Lewellen is also working with ARS plant pathologist John J. Weiland from Fargo, North Dakota, and others at Salinas to find marker genes for natural resistance to powdery mildew. When uncontrolled, this fungal opponent can reduce yields by up to 30 percent. Somewhat like molecular signposts, markers may indicate the presence of genes that confer valuable traits—in this case, disease resistance.

Finding those genes, says Weiland, will speed development of sugar beets that can shrug off attack by their worst enemies. In fact, molecular biologists could rebuild these naturally occurring genes, then slip them back into plants to "bulletproof" tomorrow's sugar beets. The work should help reduce growers' reliance on fungicides and other farm chemicals.

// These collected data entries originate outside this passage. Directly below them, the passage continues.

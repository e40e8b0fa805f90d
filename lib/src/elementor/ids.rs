use rustc_hash::FxHashSet;

use crate::elementor::Element;

/// Elementor element ids are 7 lowercase hex digits.
pub const ID_LEN: usize = 7;

/// Hands out element ids that are unique for the lifetime of the generator.
///
/// One generator is used per page: ids only need to be unique within a
/// single `_elementor_data` document.
#[derive(Debug, Clone)]
pub struct IdGen {
    issued: FxHashSet<String>,
    source: Source,
}

#[derive(Debug, Clone)]
enum Source {
    Random,
    Seeded(u64),
}

impl IdGen {
    pub fn random() -> Self {
        IdGen { issued: FxHashSet::default(), source: Source::Random }
    }

    /// A deterministic generator: the same seed yields the same ids.
    pub fn seeded(seed: u64) -> Self {
        IdGen { issued: FxHashSet::default(), source: Source::Seeded(seed) }
    }

    /// `seeded(seed)` when there is a seed, `random()` otherwise.
    pub fn new(seed: Option<u64>) -> Self {
        seed.map_or_else(IdGen::random, IdGen::seeded)
    }

    fn candidate(&mut self) -> String {
        match &mut self.source {
            Source::Random => {
                let uuid = uuid::Uuid::new_v4();
                let mut hex = uuid.simple().to_string();
                hex.truncate(ID_LEN);
                hex
            }
            Source::Seeded(state) => {
                let bits = splitmix64(state) >> (64 - 4 * ID_LEN as u32);
                format!("{bits:0width$x}", width = ID_LEN)
            }
        }
    }

    pub fn next_id(&mut self) -> String {
        loop {
            let id = self.candidate();
            if self.issued.insert(id.clone()) {
                return id;
            }

            log::trace!("element id collision on {id}; drawing again");
        }
    }

    /// Marks `id` as taken. Returns `false` if it already was.
    pub fn reserve(&mut self, id: &str) -> bool {
        self.issued.insert(id.to_string())
    }

    pub fn issued(&self) -> usize {
        self.issued.len()
    }

    /// Gives every element in `element`'s subtree a fresh id.
    pub fn refresh(&mut self, element: &mut Element) {
        element.walk_mut(&mut |e| e.set_id(self.next_id()));
    }
}

fn splitmix64(state: &mut u64) -> u64 {
    *state = state.wrapping_add(0x9E37_79B9_7F4A_7C15);
    let mut z = *state;
    z = (z ^ (z >> 30)).wrapping_mul(0xBF58_476D_1CE4_E5B9);
    z = (z ^ (z >> 27)).wrapping_mul(0x94D0_49BB_1331_11EB);
    z ^ (z >> 31)
}

#[cfg(test)]
mod tests {
    use super::*;
    use crate::settings;

    fn is_elementor_id(id: &str) -> bool {
        id.len() == ID_LEN && id.bytes().all(|b| b.is_ascii_digit() || (b'a'..=b'f').contains(&b))
    }

    #[test]
    fn random_ids_are_hex_and_unique() {
        let mut ids = IdGen::random();
        let drawn: FxHashSet<String> = (0..2000).map(|_| ids.next_id()).collect();
        assert_eq!(drawn.len(), 2000);
        assert!(drawn.iter().all(|id| is_elementor_id(id)));
    }

    #[test]
    fn seeded_ids_are_reproducible() {
        let a: Vec<_> = { let mut g = IdGen::seeded(7); (0..50).map(|_| g.next_id()).collect() };
        let b: Vec<_> = { let mut g = IdGen::seeded(7); (0..50).map(|_| g.next_id()).collect() };
        let c: Vec<_> = { let mut g = IdGen::seeded(8); (0..50).map(|_| g.next_id()).collect() };
        assert_eq!(a, b);
        assert_ne!(a, c);
        assert!(a.iter().all(|id| is_elementor_id(id)));
    }

    #[test]
    fn reserved_ids_are_never_issued() {
        let mut reference = IdGen::seeded(1);
        let first = reference.next_id();

        let mut ids = IdGen::seeded(1);
        assert!(ids.reserve(&first));
        assert!(!ids.reserve(&first));
        assert_ne!(ids.next_id(), first);
    }

    #[test]
    fn refresh_rewrites_the_whole_subtree() {
        let mut tree = Element::section("same", settings! {}, vec![
            Element::column("same", 100, vec![
                Element::widget("same", "cholot-title", settings! { "title": "x" }),
            ]),
        ]);

        let mut ids = IdGen::seeded(3);
        ids.refresh(&mut tree);

        let mut seen = FxHashSet::default();
        tree.walk(&mut |e| { seen.insert(e.id().to_string()); });
        assert_eq!(seen.len(), 3);
        assert!(!seen.contains("same"));
        assert_eq!(ids.issued(), 3);
    }
}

Foiling Fungal Foes at Fort Collins

Meanwhile, scientists in the ARS Sugar Beet Research Unit at Fort Collins, Colorado, have produced dozens of breeding lines with varying levels of resistance to three other serious diseases: curly top virus, spread by insects known as leafhoppers; Rhizoctonia root rot, a soilborne fungal disease; and Cercospora leaf spot, another fungus.

"We've made a good deal of progress," says ARS geneticist Leonard W. Panella. "We have lines that look good in a severe, artificially induced field epidemic. They're not fully immune, of course, but they're highly tolerant."

Geneticist and technician evaluate sugar beet breeding lines for disease resistance. Link to photo information.
In Salinas, California, geneticist Robert Lewellen and technician Jose Orozco evaluate sugar beet breeding lines for disease resistance.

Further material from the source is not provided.